A 2010 cable from the Canberra Embassy to the White House, outed by Wikileaks last week, warns that the roll-out of the National Broadband Network (NBN) will worsen the levels of copyright theft in Australia.
The comment came in a cable reporting the outcome of the Australian Federation Against Copyright Theft's (AFACT's) Federal Court case against iiNet. AFACT failed to convince the Federal Court in February 2010 that iiNet had authorised its users' copyright infringement by failing to pass on notices provided by AFACT. In the cable, it is noted that as a result of the loss, AFACT would increase pressure on the government to make law changes.
"The hope for AFACT and the big studios was that a favourable decision would have established an international precedent that could have forced ISPs to tightly police the activities of their customers," the cable said. "AFACT will likely increase its lobbying of the Australian government for legislative changes.
"In the meantime, the problem will persist and probably worsen with the advent of Australia's high-speed National Broadband Network, as the speeds at which copyright theft can take place will literally multiply."
AFACT subsequently appealed the Federal Court's decision, and lost the appeal with the full bench of the Federal Court. Earlier this month, AFACT was granted special leave to appeal the case before the High Court of Australia, and the case is expected to be heard later this year or early next year.
NBN Co itself recently appointed one of the most high-profile anti-piracy advocates in Australia: Sabiene Heindl of Music Industry Piracy Investigations (MIPI) as stakeholder manager.
Telstra dominates leaked cables
Australia's incumbent telecommunications provider Telstra was a hot topic of conversation in the leaked cables, appearing in five cables outed by Wikileaks on Friday.
In the earliest cable from March 2007, the Melbourne Embassy concluded, following a meeting with the Australian Competition and Consumer Commission, that a failure by the then-Howard Government to structurally separate Telstra as a reason why there had been a delay in rolling out a fibre network to Australia.
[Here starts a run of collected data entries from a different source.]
//! Producers of files for the snapshot
//!
//! A [`Source`] enumerates relative paths from one physical origin and fetches the
//! mode and content of each path on demand. Sources are created from a
//! [`SourceSpec`] through the scheme registry; one spec may expand into several
//! sources (e.g. a wildcard matching several directories).
//!
//! Everything that can be checked without touching the filesystem is checked when
//! the [`SourcePlan`] is built, so a malformed argument fails before anything is
//! written.

pub mod filesystem;
pub mod source_spec;
pub mod tar_archive;
pub mod zip_archive;

use crate::artifacts::filter::path_filter::{PathFilter, Pattern};
use crate::artifacts::objects::entry_mode::FileMode;
use crate::errors::ImportError;
use bytes::Bytes;
use derive_new::new;
use source_spec::SourceSpec;

/// A fetched file: how to record it and its raw bytes
#[derive(Debug, Clone, PartialEq, Eq, new)]
pub struct SourceEntry {
    mode: FileMode,
    #[new(into)]
    content: Bytes,
}

impl SourceEntry {
    pub fn mode(&self) -> FileMode {
        self.mode
    }

    pub fn content(&self) -> &Bytes {
        &self.content
    }

    pub fn into_content(self) -> Bytes {
        self.content
    }
}

pub trait Source: std::fmt::Debug {
    /// Human readable name of the origin, used in progress and error messages
    fn origin(&self) -> &str;

    /// Relative paths (`/`-separated) of every file this source provides
    fn enumerate(&self) -> Box<dyn Iterator<Item = anyhow::Result<String>> + '_>;

    /// Mode and content of a path returned by [`Source::enumerate`]
    fn fetch(&self, path: &str) -> anyhow::Result<SourceEntry>;
}

pub type SourceFactory = fn(&str) -> anyhow::Result<Vec<Box<dyn Source>>>;

static SOURCE_FACTORIES: phf::Map<&'static str, SourceFactory> = phf::phf_map! {
    "file" => filesystem::open_all as SourceFactory,
    "tar" => tar_archive::open as SourceFactory,
    "zip" => zip_archive::open as SourceFactory,
};

const FILTER_KEYS: [&str; 4] = ["include", "exclude", "rinclude", "rexclude"];

/// Sorted names of the registered schemes
pub fn valid_schemes() -> Vec<&'static str> {
    let mut schemes = SOURCE_FACTORIES.keys().copied().collect::<Vec<_>>();
    schemes.sort_unstable();
    schemes
}

/// A validated source spec, ready to be opened
pub struct SourcePlan {
    spec: SourceSpec,
    location: String,
    factory: SourceFactory,
    filter: PathFilter,
}

impl std::fmt::Debug for SourcePlan {
    fn fmt(&self, f: &mut std::fmt::Formatter<'_>) -> std::fmt::Result {
        f.debug_struct("SourcePlan")
            .field("spec", &self.spec)
            .field("location", &self.location)
            .field("filter", &self.filter)
            .finish()
    }
}

impl SourcePlan {
    pub fn try_new(spec: SourceSpec) -> anyhow::Result<Self> {
        let factory = *SOURCE_FACTORIES.get(spec.scheme()).ok_or_else(|| {
            ImportError::UnknownScheme {
                spec: spec.raw().to_string(),
                scheme: spec.scheme().to_string(),
                valid: valid_schemes().join(", "),
            }
        })?;

        let invalid = |reason: String| ImportError::InvalidSourceSpec {
            spec: spec.raw().to_string(),
            reason,
        };

        let location = match spec.args() {
            [] => return Err(invalid("missing location".to_string()).into()),
            [location] => location.clone(),
            [_, extra @ ..] => {
                return Err(invalid(format!("unexpected arguments {extra:?}")).into());
            }
        };
        if location.is_empty() {
            return Err(invalid("empty location".to_string()).into());
        }

        if let Some((key, _)) = spec
            .kwargs()
            .iter()
            .find(|(key, _)| !FILTER_KEYS.contains(&key.as_str()))
        {
            return Err(invalid(format!(
                "unknown key {key:?}, valid keys are {}",
                FILTER_KEYS.join(", ")
            ))
            .into());
        }

        let patterns = |glob_key: &str, regex_key: &str| {
            spec.values(glob_key)
                .map(|glob| Pattern::Glob(glob.to_string()))
                .chain(
                    spec.values(regex_key)
                        .map(|regex| Pattern::Regex(regex.to_string())),
                )
                .collect::<Vec<_>>()
        };
        let filter = PathFilter::new(
            &patterns("include", "rinclude"),
            &patterns("exclude", "rexclude"),
        )
        .map_err(|err| invalid(format!("{err:#}")))?;

        Ok(Self {
            spec,
            location,
            factory,
            filter,
        })
    }

    pub fn spec(&self) -> &SourceSpec {
        &self.spec
    }

    pub fn filter(&self) -> &PathFilter {
        &self.filter
    }

    /// Open every source the location expands to
    pub fn open(&self) -> anyhow::Result<Vec<Box<dyn Source>>> {
        (self.factory)(&self.location)
    }
}

/// Expand a leading `~` to the current user's home directory
pub(crate) fn expand_home(location: &str) -> anyhow::Result<std::path::PathBuf> {
    let rest = match location.strip_prefix('~') {
        Some(rest) if rest.is_empty() || rest.starts_with('/') => rest.trim_start_matches('/'),
        _ => return Ok(location.into()),
    };

    let dirs = directories::BaseDirs::new()
        .ok_or_else(|| anyhow::anyhow!("cannot expand {location}: no home directory"))?;

    Ok(dirs.home_dir().join(rest))
}

#[cfg(test)]
mod tests {
    use super::*;
    use pretty_assertions::assert_eq;
    use rstest::rstest;

    fn plan(raw: &str) -> anyhow::Result<SourcePlan> {
        SourcePlan::try_new(SourceSpec::try_parse(raw)?)
    }

    #[test]
    fn schemes_are_listed_in_order() {
        assert_eq!(valid_schemes(), vec!["file", "tar", "zip"]);
    }

    #[test]
    fn a_plan_carries_location_and_filter() {
        let plan = plan("file:src:include=*.rs:rexclude=target/").unwrap();

        assert_eq!(plan.location, "src");
        assert!(plan.filter().accepts("main.rs"));
        assert!(!plan.filter().accepts("target/main.rs"));
        assert!(!plan.filter().accepts("Cargo.toml"));
    }

    #[test]
    fn unknown_schemes_list_the_valid_ones() {
        let err = plan("svn:repo").unwrap_err();

        match err.downcast_ref::<ImportError>() {
            Some(ImportError::UnknownScheme { scheme, valid, .. }) => {
                assert_eq!(scheme, "svn");
                assert_eq!(valid, "file, tar, zip");
            }
            other => panic!("unexpected error {other:?}"),
        }
    }

    #[rstest]
    #[case("file")]
    #[case("file:")]
    #[case("zip:a.zip:extra")]
    #[case("tar:a.tar:compression=gz")]
    #[case("file:src:rinclude=(unclosed")]
    fn invalid_plans_fail_before_io(#[case] raw: &str) {
        let err = plan(raw).unwrap_err();

        assert!(
            matches!(
                err.downcast_ref::<ImportError>(),
                Some(ImportError::InvalidSourceSpec { .. })
            ),
            "{err:#}"
        );
    }

    #[test]
    fn paths_without_tilde_are_untouched() {
        assert_eq!(
            expand_home("data/~x").unwrap(),
            std::path::PathBuf::from("data/~x")
        );
        assert_eq!(
            expand_home("~user/x").unwrap(),
            std::path::PathBuf::from("~user/x")
        );
    }
}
"Splitting Telstra's infrastructure and product divisions would have made the transition to fibre networks more rational and easier to regulate. However, this was politically untenable at the time, likely because the government wanted to maintain the company's share price before the sell-off. As the benefits of making the switch to a fibre network are substantial, especially in a country with Australia's geographic peculiarities, it will likely go forward with Telstra in the driver's seat."
As the newly installed Rudd Labor government moved ahead on its NBN project, a cable from July 2008 notes that progress on the government's plan had stalled due to a lack of cooperation with Telstra. The cable notes that "after a warm beginning, relations between Telstra and the Rudd Government have begun to deteriorate", and while Telstra had initially liked Communications Minister Stephen Conroy, because he "had the fine quality of not being Helen Coonan, the Howard Government's last Minister for Communications", talk of structural separation of the telco had Telstra threatening legal action.
As the government entered negotiations with Telstra to get on-board the NBN, a cable from September 2009 warned that government threats to prevent Telstra from accessing spectrum if it refused to structurally separate could have backfired.
"Although the government holds the upper hand in negotiations, it must still proceed with caution, as not to 'kill the goose that lays the golden egg'."